Supplied records:
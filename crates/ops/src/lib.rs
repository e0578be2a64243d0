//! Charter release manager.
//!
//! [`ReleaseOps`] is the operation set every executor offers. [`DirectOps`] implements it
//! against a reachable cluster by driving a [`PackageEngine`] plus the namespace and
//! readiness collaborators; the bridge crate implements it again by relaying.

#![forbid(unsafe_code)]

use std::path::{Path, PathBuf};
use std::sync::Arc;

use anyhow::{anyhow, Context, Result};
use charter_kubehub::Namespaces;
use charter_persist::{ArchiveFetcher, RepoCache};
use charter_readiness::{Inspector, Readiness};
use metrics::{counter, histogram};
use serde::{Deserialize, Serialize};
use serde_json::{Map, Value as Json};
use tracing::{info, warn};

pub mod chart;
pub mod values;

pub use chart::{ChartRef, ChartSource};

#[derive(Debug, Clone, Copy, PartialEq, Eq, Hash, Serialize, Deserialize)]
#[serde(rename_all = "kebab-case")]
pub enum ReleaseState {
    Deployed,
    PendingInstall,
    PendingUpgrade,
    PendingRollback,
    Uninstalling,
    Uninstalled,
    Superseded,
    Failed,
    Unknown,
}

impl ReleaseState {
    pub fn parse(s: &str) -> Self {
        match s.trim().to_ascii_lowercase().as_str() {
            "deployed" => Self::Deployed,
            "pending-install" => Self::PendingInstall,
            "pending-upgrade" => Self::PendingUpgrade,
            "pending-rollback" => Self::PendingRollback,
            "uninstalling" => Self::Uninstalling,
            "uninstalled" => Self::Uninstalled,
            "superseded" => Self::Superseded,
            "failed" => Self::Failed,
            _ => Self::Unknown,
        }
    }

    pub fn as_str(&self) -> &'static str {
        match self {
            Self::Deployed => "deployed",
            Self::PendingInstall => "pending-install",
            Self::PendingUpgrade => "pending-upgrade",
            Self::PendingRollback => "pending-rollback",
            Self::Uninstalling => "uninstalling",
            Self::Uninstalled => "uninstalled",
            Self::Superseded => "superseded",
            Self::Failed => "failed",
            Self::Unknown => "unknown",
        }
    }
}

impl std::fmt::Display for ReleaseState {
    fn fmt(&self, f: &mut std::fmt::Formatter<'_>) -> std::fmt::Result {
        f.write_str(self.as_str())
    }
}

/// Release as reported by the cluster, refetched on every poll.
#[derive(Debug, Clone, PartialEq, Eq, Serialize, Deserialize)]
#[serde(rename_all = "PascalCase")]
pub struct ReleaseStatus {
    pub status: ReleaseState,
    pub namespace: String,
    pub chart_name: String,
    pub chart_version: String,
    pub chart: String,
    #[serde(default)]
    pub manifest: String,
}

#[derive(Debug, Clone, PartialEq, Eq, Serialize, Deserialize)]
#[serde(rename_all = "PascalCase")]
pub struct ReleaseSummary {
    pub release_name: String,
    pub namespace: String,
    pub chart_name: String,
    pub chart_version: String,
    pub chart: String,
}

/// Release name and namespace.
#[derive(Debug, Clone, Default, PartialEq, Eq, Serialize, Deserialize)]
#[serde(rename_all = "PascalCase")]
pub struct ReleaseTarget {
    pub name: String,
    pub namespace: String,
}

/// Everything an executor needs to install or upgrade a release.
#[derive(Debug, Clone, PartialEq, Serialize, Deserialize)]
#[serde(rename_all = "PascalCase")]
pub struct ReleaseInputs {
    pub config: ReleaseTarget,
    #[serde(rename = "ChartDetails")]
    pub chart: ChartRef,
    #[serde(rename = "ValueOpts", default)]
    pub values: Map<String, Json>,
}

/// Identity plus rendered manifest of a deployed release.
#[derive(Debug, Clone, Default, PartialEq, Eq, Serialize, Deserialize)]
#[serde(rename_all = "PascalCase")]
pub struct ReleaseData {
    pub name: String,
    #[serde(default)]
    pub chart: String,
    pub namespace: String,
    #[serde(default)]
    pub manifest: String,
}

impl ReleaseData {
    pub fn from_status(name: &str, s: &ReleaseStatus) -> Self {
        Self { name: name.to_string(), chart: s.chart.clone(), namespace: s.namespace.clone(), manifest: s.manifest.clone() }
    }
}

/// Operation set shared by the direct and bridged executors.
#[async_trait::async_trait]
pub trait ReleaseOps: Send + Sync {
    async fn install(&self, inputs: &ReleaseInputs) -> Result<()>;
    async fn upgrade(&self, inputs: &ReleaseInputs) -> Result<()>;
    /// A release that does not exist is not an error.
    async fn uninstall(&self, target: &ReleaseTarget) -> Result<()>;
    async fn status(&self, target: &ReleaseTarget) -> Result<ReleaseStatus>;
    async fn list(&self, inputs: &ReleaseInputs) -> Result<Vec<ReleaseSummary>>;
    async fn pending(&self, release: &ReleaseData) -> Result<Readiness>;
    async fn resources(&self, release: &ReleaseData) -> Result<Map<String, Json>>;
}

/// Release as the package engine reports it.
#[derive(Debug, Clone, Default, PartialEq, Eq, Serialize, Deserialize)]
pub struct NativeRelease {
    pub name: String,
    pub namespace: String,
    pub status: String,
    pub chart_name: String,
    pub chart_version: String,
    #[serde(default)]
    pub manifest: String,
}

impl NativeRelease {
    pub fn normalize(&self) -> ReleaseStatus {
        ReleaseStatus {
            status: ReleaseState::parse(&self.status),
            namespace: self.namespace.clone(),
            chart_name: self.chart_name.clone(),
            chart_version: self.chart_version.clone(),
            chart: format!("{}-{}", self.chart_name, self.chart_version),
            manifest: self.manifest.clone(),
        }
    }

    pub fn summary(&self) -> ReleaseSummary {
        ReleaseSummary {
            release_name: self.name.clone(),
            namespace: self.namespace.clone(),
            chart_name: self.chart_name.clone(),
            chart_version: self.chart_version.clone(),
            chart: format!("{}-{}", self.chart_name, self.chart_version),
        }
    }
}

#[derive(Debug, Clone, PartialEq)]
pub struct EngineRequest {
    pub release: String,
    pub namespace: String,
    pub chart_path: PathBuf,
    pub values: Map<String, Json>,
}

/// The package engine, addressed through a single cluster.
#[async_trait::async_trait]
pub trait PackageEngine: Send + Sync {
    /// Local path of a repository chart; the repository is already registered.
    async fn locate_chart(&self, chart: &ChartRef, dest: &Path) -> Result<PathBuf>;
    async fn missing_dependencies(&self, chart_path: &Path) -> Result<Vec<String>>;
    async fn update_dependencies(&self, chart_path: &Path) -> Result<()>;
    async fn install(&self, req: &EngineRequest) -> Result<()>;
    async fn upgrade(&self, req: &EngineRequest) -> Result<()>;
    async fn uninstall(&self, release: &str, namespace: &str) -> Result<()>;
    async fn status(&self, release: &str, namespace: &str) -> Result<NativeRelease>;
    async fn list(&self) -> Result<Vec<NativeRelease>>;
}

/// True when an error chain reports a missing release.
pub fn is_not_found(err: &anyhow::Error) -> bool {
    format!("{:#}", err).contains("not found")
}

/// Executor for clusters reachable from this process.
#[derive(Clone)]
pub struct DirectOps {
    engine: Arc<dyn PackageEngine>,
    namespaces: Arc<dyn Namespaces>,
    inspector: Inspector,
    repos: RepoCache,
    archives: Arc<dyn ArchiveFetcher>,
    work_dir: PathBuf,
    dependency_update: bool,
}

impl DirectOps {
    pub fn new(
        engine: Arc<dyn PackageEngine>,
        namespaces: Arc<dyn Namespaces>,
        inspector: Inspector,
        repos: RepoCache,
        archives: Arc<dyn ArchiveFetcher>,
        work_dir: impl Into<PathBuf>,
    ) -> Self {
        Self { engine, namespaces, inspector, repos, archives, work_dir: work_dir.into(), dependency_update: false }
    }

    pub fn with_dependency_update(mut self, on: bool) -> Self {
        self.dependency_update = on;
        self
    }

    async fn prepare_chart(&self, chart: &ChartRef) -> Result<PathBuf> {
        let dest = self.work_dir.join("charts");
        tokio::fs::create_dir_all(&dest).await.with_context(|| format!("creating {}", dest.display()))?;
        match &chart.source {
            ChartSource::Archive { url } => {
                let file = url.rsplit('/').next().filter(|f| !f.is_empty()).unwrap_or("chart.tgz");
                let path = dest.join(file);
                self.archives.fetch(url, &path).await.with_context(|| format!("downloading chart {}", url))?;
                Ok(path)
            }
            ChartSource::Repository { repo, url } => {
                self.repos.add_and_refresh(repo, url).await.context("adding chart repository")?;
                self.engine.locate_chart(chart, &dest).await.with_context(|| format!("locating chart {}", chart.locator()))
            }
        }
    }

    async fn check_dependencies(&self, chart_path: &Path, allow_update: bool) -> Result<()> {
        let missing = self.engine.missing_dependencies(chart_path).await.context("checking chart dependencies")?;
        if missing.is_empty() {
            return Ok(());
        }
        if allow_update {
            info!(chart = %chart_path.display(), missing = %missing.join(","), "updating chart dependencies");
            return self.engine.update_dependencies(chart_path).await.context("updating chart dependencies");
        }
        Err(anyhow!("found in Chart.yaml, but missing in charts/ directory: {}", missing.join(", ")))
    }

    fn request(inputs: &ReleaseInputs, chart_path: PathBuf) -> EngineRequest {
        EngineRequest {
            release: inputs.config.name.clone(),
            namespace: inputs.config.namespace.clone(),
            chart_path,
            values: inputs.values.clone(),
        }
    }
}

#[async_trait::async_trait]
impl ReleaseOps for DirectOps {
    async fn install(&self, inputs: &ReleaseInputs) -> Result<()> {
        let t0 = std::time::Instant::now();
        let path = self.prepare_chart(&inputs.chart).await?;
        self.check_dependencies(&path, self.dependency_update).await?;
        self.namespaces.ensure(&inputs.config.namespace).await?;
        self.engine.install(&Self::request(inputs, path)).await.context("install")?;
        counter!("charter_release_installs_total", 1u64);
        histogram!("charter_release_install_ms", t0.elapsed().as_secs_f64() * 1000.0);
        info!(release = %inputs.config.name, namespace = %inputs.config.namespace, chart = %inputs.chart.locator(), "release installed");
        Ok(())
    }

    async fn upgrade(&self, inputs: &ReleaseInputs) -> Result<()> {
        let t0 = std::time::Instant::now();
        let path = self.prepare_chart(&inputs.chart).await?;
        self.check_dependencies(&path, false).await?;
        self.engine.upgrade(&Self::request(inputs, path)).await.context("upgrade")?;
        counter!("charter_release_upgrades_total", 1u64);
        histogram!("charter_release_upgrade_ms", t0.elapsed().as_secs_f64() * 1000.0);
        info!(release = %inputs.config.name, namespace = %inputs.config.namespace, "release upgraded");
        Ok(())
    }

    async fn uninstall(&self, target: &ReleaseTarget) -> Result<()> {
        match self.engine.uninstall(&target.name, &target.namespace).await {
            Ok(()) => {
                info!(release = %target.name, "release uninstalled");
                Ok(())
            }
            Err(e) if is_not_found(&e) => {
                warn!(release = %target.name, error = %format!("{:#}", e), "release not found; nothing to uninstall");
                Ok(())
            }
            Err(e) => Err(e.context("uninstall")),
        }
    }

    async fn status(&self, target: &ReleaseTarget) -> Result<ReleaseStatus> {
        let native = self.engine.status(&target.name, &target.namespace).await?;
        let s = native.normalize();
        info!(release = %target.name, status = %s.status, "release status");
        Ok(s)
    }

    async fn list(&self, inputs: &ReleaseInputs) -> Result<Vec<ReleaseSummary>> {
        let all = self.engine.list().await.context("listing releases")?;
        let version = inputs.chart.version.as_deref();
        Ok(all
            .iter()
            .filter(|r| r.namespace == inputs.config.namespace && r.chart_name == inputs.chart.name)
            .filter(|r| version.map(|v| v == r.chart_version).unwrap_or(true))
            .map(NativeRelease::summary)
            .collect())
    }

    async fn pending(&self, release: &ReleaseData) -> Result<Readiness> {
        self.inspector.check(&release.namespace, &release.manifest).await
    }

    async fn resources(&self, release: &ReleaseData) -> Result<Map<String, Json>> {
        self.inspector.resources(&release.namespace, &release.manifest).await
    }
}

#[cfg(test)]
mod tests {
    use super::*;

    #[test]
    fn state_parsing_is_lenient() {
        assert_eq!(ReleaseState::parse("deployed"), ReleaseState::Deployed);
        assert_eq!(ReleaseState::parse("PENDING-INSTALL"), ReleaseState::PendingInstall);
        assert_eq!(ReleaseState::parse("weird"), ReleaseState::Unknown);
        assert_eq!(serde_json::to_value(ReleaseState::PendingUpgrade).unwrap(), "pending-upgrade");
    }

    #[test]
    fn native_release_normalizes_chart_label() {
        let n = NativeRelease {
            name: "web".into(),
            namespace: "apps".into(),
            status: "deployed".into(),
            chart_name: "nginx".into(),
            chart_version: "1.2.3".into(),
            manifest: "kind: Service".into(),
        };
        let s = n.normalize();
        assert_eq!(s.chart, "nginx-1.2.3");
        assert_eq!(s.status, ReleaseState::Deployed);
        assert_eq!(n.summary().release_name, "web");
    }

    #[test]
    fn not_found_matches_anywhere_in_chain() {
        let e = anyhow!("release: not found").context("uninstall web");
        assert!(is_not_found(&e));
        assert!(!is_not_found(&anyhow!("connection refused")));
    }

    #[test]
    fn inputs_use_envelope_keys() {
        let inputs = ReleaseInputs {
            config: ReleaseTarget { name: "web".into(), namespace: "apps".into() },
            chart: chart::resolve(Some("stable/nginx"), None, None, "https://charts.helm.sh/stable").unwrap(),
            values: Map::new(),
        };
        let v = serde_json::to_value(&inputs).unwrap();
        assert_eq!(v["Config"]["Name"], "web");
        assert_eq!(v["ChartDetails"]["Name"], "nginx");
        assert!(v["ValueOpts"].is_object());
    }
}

--

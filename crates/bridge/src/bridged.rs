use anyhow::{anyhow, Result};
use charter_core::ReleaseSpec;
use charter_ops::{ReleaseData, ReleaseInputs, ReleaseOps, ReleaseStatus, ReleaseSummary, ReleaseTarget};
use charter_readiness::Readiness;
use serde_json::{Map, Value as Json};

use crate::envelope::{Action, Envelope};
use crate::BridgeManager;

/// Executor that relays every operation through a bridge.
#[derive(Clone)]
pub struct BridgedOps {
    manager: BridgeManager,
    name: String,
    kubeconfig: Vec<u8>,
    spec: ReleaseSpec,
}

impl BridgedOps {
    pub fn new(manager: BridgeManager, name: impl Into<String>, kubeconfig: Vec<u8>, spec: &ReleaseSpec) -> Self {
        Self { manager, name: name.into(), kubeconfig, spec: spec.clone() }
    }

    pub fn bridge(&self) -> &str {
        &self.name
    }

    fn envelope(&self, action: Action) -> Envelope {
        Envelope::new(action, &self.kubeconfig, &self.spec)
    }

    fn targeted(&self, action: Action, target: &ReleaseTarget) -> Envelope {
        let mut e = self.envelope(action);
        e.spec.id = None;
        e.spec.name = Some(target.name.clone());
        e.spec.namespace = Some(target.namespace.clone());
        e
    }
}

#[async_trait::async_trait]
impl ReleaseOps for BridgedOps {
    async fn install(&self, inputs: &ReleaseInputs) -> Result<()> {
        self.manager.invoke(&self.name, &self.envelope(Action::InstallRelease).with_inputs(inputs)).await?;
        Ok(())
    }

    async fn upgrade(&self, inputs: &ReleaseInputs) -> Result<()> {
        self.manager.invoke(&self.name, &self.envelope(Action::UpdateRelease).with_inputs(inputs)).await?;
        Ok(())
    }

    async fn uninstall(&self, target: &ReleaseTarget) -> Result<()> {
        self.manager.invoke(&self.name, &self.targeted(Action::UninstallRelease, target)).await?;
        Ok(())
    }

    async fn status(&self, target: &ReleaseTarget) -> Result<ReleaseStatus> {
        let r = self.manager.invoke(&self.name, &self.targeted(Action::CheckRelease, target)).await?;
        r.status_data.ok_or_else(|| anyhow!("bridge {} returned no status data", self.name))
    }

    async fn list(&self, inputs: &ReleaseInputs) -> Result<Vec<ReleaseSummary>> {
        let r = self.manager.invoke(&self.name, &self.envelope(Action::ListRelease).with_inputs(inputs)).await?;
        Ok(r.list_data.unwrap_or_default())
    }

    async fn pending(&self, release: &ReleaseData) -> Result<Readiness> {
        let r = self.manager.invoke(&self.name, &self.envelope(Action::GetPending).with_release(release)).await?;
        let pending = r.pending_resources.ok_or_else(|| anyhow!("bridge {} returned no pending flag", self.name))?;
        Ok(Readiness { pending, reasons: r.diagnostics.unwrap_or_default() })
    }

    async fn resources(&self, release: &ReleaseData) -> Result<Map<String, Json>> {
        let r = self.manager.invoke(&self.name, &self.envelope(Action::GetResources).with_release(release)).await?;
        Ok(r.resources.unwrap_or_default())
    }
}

About this task: In the listing above, find each line with the word "nginx" and copy it.

Task answer:
            chart_name: "nginx".into(),
        assert_eq!(s.chart, "nginx-1.2.3");
            chart: chart::resolve(Some("stable/nginx"), None, None, "https://charts.helm.sh/stable").unwrap(),
        assert_eq!(v["ChartDetails"]["Name"], "nginx");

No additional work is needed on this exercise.